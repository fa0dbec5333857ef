use chrono::{DateTime, Utc};
use serde::{Deserialize, Serialize};
use uuid::Uuid;

/// Kind of entity a feed entry points at.
#[derive(Debug, Clone, Copy, PartialEq, Eq, Hash, Serialize, Deserialize)]
#[serde(rename_all = "lowercase")]
pub enum FeedItemType {
    Post,
    Reply,
}

impl FeedItemType {
    pub fn as_str(&self) -> &'static str {
        match self {
            Self::Post => "post",
            Self::Reply => "reply",
        }
    }

    pub fn from_db(value: &str) -> Option<Self> {
        match value {
            "post" => Some(Self::Post),
            "reply" => Some(Self::Reply),
            _ => None,
        }
    }
}

impl std::fmt::Display for FeedItemType {
    fn fmt(&self, f: &mut std::fmt::Formatter<'_>) -> std::fmt::Result {
        write!(f, "{}", self.as_str())
    }
}

/// One stored reference in a user's feed. `seq` is the store's insertion
/// counter; newest-first reads are `ORDER BY seq DESC`.
#[derive(Debug, Clone)]
pub struct FeedEntry {
    pub seq: i64,
    pub item_type: FeedItemType,
    pub item_id: Uuid,
    pub created_at: DateTime<Utc>,
}

#[derive(Debug, Clone, Serialize, Deserialize)]
pub struct UserSummary {
    pub id: Uuid,
    pub username: String,
    pub role: String,
}

#[derive(Debug, Clone, Serialize, Deserialize)]
pub struct ForumSummary {
    pub id: Uuid,
    pub title: String,
}

/// Post with author and forum populated, ready to render.
#[derive(Debug, Clone, Serialize, Deserialize)]
#[serde(rename_all = "camelCase")]
pub struct PostView {
    pub id: Uuid,
    pub content: String,
    pub author: UserSummary,
    /// None when the containing forum has since been deleted.
    pub forum: Option<ForumSummary>,
    pub created_at: DateTime<Utc>,
    pub updated_at: DateTime<Utc>,
}

/// Reply with author populated. The parent post is resolved separately so
/// the reader can attach thread context.
#[derive(Debug, Clone, Serialize, Deserialize)]
#[serde(rename_all = "camelCase")]
pub struct ReplyView {
    pub id: Uuid,
    pub content: String,
    pub post_id: Uuid,
    pub author: UserSummary,
    pub created_at: DateTime<Utc>,
    pub updated_at: DateTime<Utc>,
}

/// A feed entry resolved into its full view object.
#[derive(Debug, Clone, Serialize)]
#[serde(tag = "type")]
pub enum ResolvedFeedItem {
    #[serde(rename = "post")]
    Post { item: PostView },
    #[serde(rename = "reply")]
    Reply { item: ReplyView, post: PostView },
}

#[derive(Debug, Clone, Serialize)]
#[serde(rename_all = "camelCase")]
pub struct FeedResponse {
    pub feed_items: Vec<ResolvedFeedItem>,
    /// Entries on this page whose target entity no longer exists. They are
    /// dropped from `feed_items` but counted here for observability.
    pub orphaned: usize,
    pub cursor: Option<String>,
    pub has_more: bool,
}

/// Raw post row as stored, before population.
#[derive(Debug, Clone, Serialize, sqlx::FromRow)]
#[serde(rename_all = "camelCase")]
pub struct PostRecord {
    pub id: Uuid,
    pub user_id: Uuid,
    pub forum_id: Uuid,
    pub content: String,
    pub created_at: DateTime<Utc>,
    pub updated_at: DateTime<Utc>,
}

/// Raw reply row as stored, before population.
#[derive(Debug, Clone, Serialize, sqlx::FromRow)]
#[serde(rename_all = "camelCase")]
pub struct ReplyRecord {
    pub id: Uuid,
    pub post_id: Uuid,
    pub user_id: Uuid,
    pub content: String,
    pub created_at: DateTime<Utc>,
    pub updated_at: DateTime<Utc>,
}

--- Problem to work on ---
The string "enum" may occur in the listing; show every line where it does.

--- Task result ---
pub enum FeedItemType {
pub enum ResolvedFeedItem {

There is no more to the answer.